|
|
|
|
|
by lmeyerov
37 days ago
|
|
Yes, being comprehensive, so early or blatant cheapo findings do not distract from other ones. That's important for base results. Splitting in both file and task is (currently) important. Additionally, we run in a loop until it stops finding things, and as part of that, do test amplification when it does find any. We regularly see 3-8 rounds yielding valid results. IMO half the value is customization to your repo, so copying these and specializing to your repo is super quick and pays off almost immediately . How to find style guides, how to run tests, what dimensions of correctness to look for, etc.

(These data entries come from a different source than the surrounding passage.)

//! In-process S3-compatible storage engine.
//!
//! This crate implements the bucket, object and multipart-upload semantics
//! of S3: MD5 ETags, composite multipart ETags, prefix/delimiter listings
//! with pagination, byte-range reads and non-empty bucket protection. It has
//! no network layer; callers drive [`S3Lite`] directly.
//!
//! # Architecture
//!
//! ```text
//!   S3Lite (ops: bucket, object, list, multipart)
//!        |
//!        +-------------------------+
//!        v                         v
//!   S3ServiceState            MultipartCoordinator
//!   (buckets, ObjectIndex,    (uploads, parts)
//!    key locks)                    |
//!        |                         |
//!        +------------+------------+
//!                     v
//!          ContentStore (in-memory + spillover)
//! ```
//!
//! # Example
//!
//! ```
//! use bytes::Bytes;
//! use s3lite_core::S3Lite;
//! use s3lite_core::config::S3Config;
//! use s3lite_core::model::{CreateBucketInput, GetObjectInput, PutObjectInput};
//!
//! # tokio_test::block_on(async {
//! let s3 = S3Lite::new(S3Config::default());
//! s3.create_bucket(CreateBucketInput::builder().bucket("docs").build())
//!     .await
//!     .unwrap();
//! s3.put_object(
//!     PutObjectInput::builder()
//!         .bucket("docs")
//!         .key("file-0.txt")
//!         .body(Bytes::from_static(b"TEST"))
//!         .build(),
//! )
//! .await
//! .unwrap();
//!
//! let out = s3
//!     .get_object(GetObjectInput::builder().bucket("docs").key("file-0.txt").build())
//!     .await
//!     .unwrap();
//! assert_eq!(out.e_tag, "\"033bd94b1168d7e4f0d644c3c95e35bf\"");
//! # });
//! ```

pub mod checksums;
pub mod config;
pub mod error;
pub mod model;
mod ops;
pub mod provider;
pub mod state;
pub mod storage;
pub mod utils;
pub mod validation;

pub use config::S3Config;
pub use error::{S3Error, S3ErrorCode, S3Result};
pub use provider::S3Lite;
//! modb: an embedded, single-process document database.
//!
//! Named collections of schema-validated records persist to one binary file.
//! The engine provides primary-key lookups through an in-memory B-tree,
//! secondary indexes with unique constraints and range scans, declarative
//! relations with delete policies, joins, and a debounced auto-commit that
//! rewrites the container after a quiet window.

pub mod btree;
pub mod codec;
pub mod collection;
pub mod container;
pub mod error;
pub mod id;
pub mod index;
pub mod relation;
pub mod schema;
pub mod store;
pub mod validation;
pub mod value;

pub use collection::{ChangeEvent, Collection, CollectionStats, ListenerId};
pub use error::{ModbError, Result};
pub use index::IndexSpec;
pub use relation::{JoinRow, Relation, RelationSpec};
pub use schema::{
    parse_schemas_str, Cardinality, CollectionSchema, DeletePolicy, FieldDefinition,
    RelationTarget,
};
pub use store::{Store, StoreOptions};
pub use value::{FieldKind, Fields, Record, Value};
/// Length of generated record identifiers.
pub const ID_LENGTH: usize = 6;

/// The 62-symbol alphanumeric alphabet ids are drawn from.
pub const ALPHABET: [char; 62] = [
    'A', 'B', 'C', 'D', 'E', 'F', 'G', 'H', 'I', 'J', 'K', 'L', 'M', 'N', 'O',
    'P', 'Q', 'R', 'S', 'T', 'U', 'V', 'W', 'X', 'Y', 'Z', 'a', 'b', 'c', 'd',
    'e', 'f', 'g', 'h', 'i', 'j', 'k', 'l', 'm', 'n', 'o', 'p', 'q', 'r', 's',
    't', 'u', 'v', 'w', 'x', 'y', 'z', '0', '1', '2', '3', '4', '5', '6', '7',
    '8', '9',
];

/// Generate an opaque record identifier.
///
/// Collisions are not checked here; the collection engine rejects an insert
/// whose generated id already exists and retries.
pub fn generate_id() -> String {
    nanoid::nanoid!(ID_LENGTH, &ALPHABET)
}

We do a similar look here: https://github.com/graphistry/pygraphistry/blob/master/agent... This kind of thing makes me question how important Mythos is for security bug finding - doing a High effort loop with a frontier model in code reviews until convergence has already outperformed human review for us . (Doesn't replace, but does find things we miss, and catches many we do see earlier). |
|
That's the main issue I've found from running loops like this. Each loop has ~7 agents, say, looking through different lenses (security, UX, performance, etc.). Each one notes a few issues, each issue gets fixed, you do 5 to 8 loops, as you say. Each individual item that gets fixed looks minor but when you add it all up at the end you've increased PR size and scope significantly.